All salivary samples were collected from the subjects using spit technique 2 h after the consumption of food. Unstimulated saliva was collected by asking the subject to spit in a sterile graduated container every minute for 5–8 min. The collected sample was centrifuged at 3000 rpm for 10 min, and the supernatant was collected and stored at −20°C. Five milliliters of venous blood was collected from the antecubital vein with a syringe and placed in vials. Serum was then extracted and stored at a temperature of −20°C in glass vials. Sialic acid was then estimated from the salivary and serum samples by diphenylamine method. A protein precipitate of the sample containing sialic acid was made to react with diphenylamine producing a purple color which was then quantitatively mentioned as a spectrophotometer of 530 nm.

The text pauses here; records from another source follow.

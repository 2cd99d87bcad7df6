use crate::mocks::{create_account_keypair, create_secret, sample_case, sample_free_case};
use crate::{Layer, Memory, State};
use casedrop_types::*;
use commonware_cryptography::ed25519::{PrivateKey, PublicKey};

const DAY: u64 = 86_400;

struct Env {
    state: Memory,
    now: u64,
}

impl Env {
    fn new() -> Self {
        Self {
            state: Memory::default(),
            now: 1_700_000_000,
        }
    }

    async fn execute(&mut self, txs: Vec<Transaction>) -> Vec<Event> {
        let mut layer = Layer::new(&self.state, create_secret(), self.now);
        let (outputs, _) = layer.execute(txs).await;
        let changes = layer.commit();
        self.state.apply(changes).await;
        outputs
            .into_iter()
            .filter_map(|output| match output {
                Output::Event(event) => Some(event),
                Output::Transaction(_) => None,
            })
            .collect()
    }

    async fn seed_case(&mut self, case: Case) {
        let mut catalog = match self.state.get(&Key::Catalog).await {
            Some(Value::Catalog(ids)) => ids,
            _ => Vec::new(),
        };
        if !catalog.contains(&case.id) {
            catalog.push(case.id);
        }
        self.state.insert(Key::Catalog, Value::Catalog(catalog)).await;
        self.state
            .insert(Key::Case(case.id), Value::Case(case))
            .await;
    }

    async fn seed_promo(&mut self, code: &str, reward_coins: u64, max_redemptions: u32) {
        self.state
            .insert(
                Key::Promo(code.to_string()),
                Value::Promo(PromoCode {
                    code: code.to_string(),
                    reward_coins,
                    max_redemptions,
                    redeemed: 0,
                }),
            )
            .await;
    }

    async fn grant_admin(&mut self, public: &PublicKey) {
        let mut player = self.player(public).await;
        player.is_admin = true;
        self.state
            .insert(Key::Player(public.clone()), Value::Player(player))
            .await;
    }

    async fn player(&self, public: &PublicKey) -> Player {
        match self.state.get(&Key::Player(public.clone())).await {
            Some(Value::Player(player)) => player,
            _ => panic!("player not found"),
        }
    }

    async fn session(&self, id: u64) -> OpeningSession {
        match self.state.get(&Key::Session(id)).await {
            Some(Value::Session(session)) => session,
            _ => panic!("session not found"),
        }
    }
}

fn tx(signer: &PrivateKey, nonce: u64, instruction: Instruction) -> Transaction {
    Transaction::sign(signer, nonce, instruction)
}

fn open(case_id: u64, session_id: u64) -> Instruction {
    Instruction::OpenCase {
        case_id,
        session_id,
        free: false,
    }
}

fn settle(session_id: u64, disposition: Disposition) -> Instruction {
    Instruction::SettleReward {
        session_id,
        disposition,
    }
}

fn register(name: &str) -> Instruction {
    Instruction::Register {
        name: name.to_string(),
    }
}

async fn registered_env(signer: &PrivateKey) -> Env {
    let mut env = Env::new();
    env.seed_case(sample_case(1, 100)).await;
    env.execute(vec![tx(signer, 0, register("Alice"))]).await;
    env
}

#[tokio::test]
async fn test_open_case_debits_and_embeds_winner() {
    let (signer, public) = create_account_keypair(1);
    let mut env = registered_env(&signer).await;

    let events = env.execute(vec![tx(&signer, 1, open(1, 77))]).await;
    assert_eq!(events.len(), 1);
    let Event::CaseOpened {
        session_id,
        reward,
        roulette,
        winner_index,
        new_balance,
        ..
    } = &events[0]
    else {
        panic!("expected CaseOpened, got {:?}", events[0]);
    };

    assert_eq!(*session_id, 77);
    assert_eq!(*new_balance, INITIAL_COINS - 100);
    assert_eq!(roulette.len(), ROULETTE_SEQUENCE_LEN);
    let index = *winner_index as usize;
    assert!((WINNER_SLOT_MIN..=WINNER_SLOT_MAX).contains(&index));
    assert_eq!(roulette[index].id, reward.id);

    let session = env.session(77).await;
    assert_eq!(session.player, public);
    assert_eq!(session.cost, 100);
    assert!(!session.settled);
    assert_eq!(session.reward, *reward);
}

#[tokio::test]
async fn test_open_case_is_deterministic_per_session() {
    let (signer, _) = create_account_keypair(1);

    let mut first = registered_env(&signer).await;
    let mut second = registered_env(&signer).await;

    let a = first.execute(vec![tx(&signer, 1, open(1, 500))]).await;
    let b = second.execute(vec![tx(&signer, 1, open(1, 500))]).await;
    assert_eq!(a, b);
}

#[tokio::test]
async fn test_open_insufficient_funds() {
    let (signer, _) = create_account_keypair(1);
    let mut env = registered_env(&signer).await;
    env.seed_case(sample_case(2, 5_000)).await;

    let events = env.execute(vec![tx(&signer, 1, open(2, 10))]).await;
    let Event::StoreError {
        error_code,
        message,
        ..
    } = &events[0]
    else {
        panic!("expected StoreError");
    };
    assert_eq!(*error_code, ERROR_INSUFFICIENT_FUNDS);
    assert_eq!(message, "Insufficient coins: have 1000, need 5000");

    // Nothing was debited and no session exists.
    let (_, public) = create_account_keypair(1);
    assert_eq!(env.player(&public).await.balance, INITIAL_COINS);
    assert!(env.state.get(&Key::Session(10)).await.is_none());
}

#[tokio::test]
async fn test_open_duplicate_session_id_rejected() {
    let (signer, public) = create_account_keypair(1);
    let mut env = registered_env(&signer).await;

    env.execute(vec![tx(&signer, 1, open(1, 5))]).await;
    let balance_after_first = env.player(&public).await.balance;

    let events = env.execute(vec![tx(&signer, 2, open(1, 5))]).await;
    let Event::StoreError { error_code, .. } = &events[0] else {
        panic!("expected StoreError");
    };
    assert_eq!(*error_code, ERROR_SESSION_EXISTS);
    // The replay did not roll a new reward or debit again.
    assert_eq!(env.player(&public).await.balance, balance_after_first);
}

#[tokio::test]
async fn test_open_case_with_no_eligible_rewards() {
    let (signer, public) = create_account_keypair(1);
    let mut env = registered_env(&signer).await;

    let mut showcase = sample_case(3, 100);
    for entry in &mut showcase.entries {
        entry.never_drop = true;
    }
    env.seed_case(showcase).await;

    let events = env.execute(vec![tx(&signer, 1, open(3, 9))]).await;
    let Event::StoreError { error_code, .. } = &events[0] else {
        panic!("expected StoreError");
    };
    assert_eq!(*error_code, ERROR_NO_ELIGIBLE_REWARDS);
    // The failed open never charged the player.
    assert_eq!(env.player(&public).await.balance, INITIAL_COINS);
}

#[tokio::test]
async fn test_settle_sell_credits_value() {
    let (signer, public) = create_account_keypair(1);
    let mut env = registered_env(&signer).await;

    env.execute(vec![tx(&signer, 1, open(1, 7))]).await;
    let session = env.session(7).await;
    let balance_before = env.player(&public).await.balance;

    let events = env
        .execute(vec![tx(&signer, 2, settle(7, Disposition::Sell))])
        .await;
    let Event::RewardSettled {
        payout,
        new_balance,
        ..
    } = &events[0]
    else {
        panic!("expected RewardSettled, got {:?}", events[0]);
    };
    assert_eq!(*payout, session.reward.value);
    assert_eq!(*new_balance, balance_before + session.reward.value);
    assert!(env.player(&public).await.inventory.is_empty());
    assert!(env.session(7).await.settled);
}

#[tokio::test]
async fn test_settle_keep_adds_to_inventory() {
    let (signer, public) = create_account_keypair(1);
    let mut env = registered_env(&signer).await;

    env.execute(vec![tx(&signer, 1, open(1, 8))]).await;
    let session = env.session(8).await;
    let balance_before = env.player(&public).await.balance;

    env.execute(vec![tx(&signer, 2, settle(8, Disposition::Keep))])
        .await;

    let player = env.player(&public).await;
    assert_eq!(player.balance, balance_before);
    assert_eq!(player.inventory.len(), 1);
    assert_eq!(player.inventory[0].reward_id, session.reward.id);
    assert_eq!(player.inventory[0].value, session.reward.value);
}

#[tokio::test]
async fn test_settle_retry_is_idempotent() {
    let (signer, public) = create_account_keypair(1);
    let mut env = registered_env(&signer).await;

    env.execute(vec![tx(&signer, 1, open(1, 11))]).await;
    env.execute(vec![tx(&signer, 2, settle(11, Disposition::Sell))])
        .await;
    let balance_after_settle = env.player(&public).await.balance;
    let inventory_after_settle = env.player(&public).await.inventory.len();

    // Retrying with the same disposition is acknowledged, never re-credited.
    let events = env
        .execute(vec![tx(&signer, 3, settle(11, Disposition::Sell))])
        .await;
    assert!(
        matches!(&events[0], Event::RewardSettled { new_balance, .. } if *new_balance == balance_after_settle)
    );
    let player = env.player(&public).await;
    assert_eq!(player.balance, balance_after_settle);
    assert_eq!(player.inventory.len(), inventory_after_settle);
}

The serum and salivary sialic acid levels obtained was then analyzed using SPSS version 17.0 (IBM) software. Post hoc Tukey test was used to compare the serum and salivary sialic acid levels of the two study groups to the control group. ANOVA test was used for the comparison of sialic acid levels between the groups. Pearson's correlation coefficient was used to assess correlation. P< 0.05 was considered statistically significant.


   Results Top


The mean age in Group I was 46.37 years. Females comprised 23.3%, whereas males comprised 76.7%. The mean age in Group II was 40.83 years. Females comprised 20.0% of the cases, whereas males formed 80.0%. The mean age of the subjects in Group III was 56.23 years. 26.7% were females, whereas males comprised 73.3%.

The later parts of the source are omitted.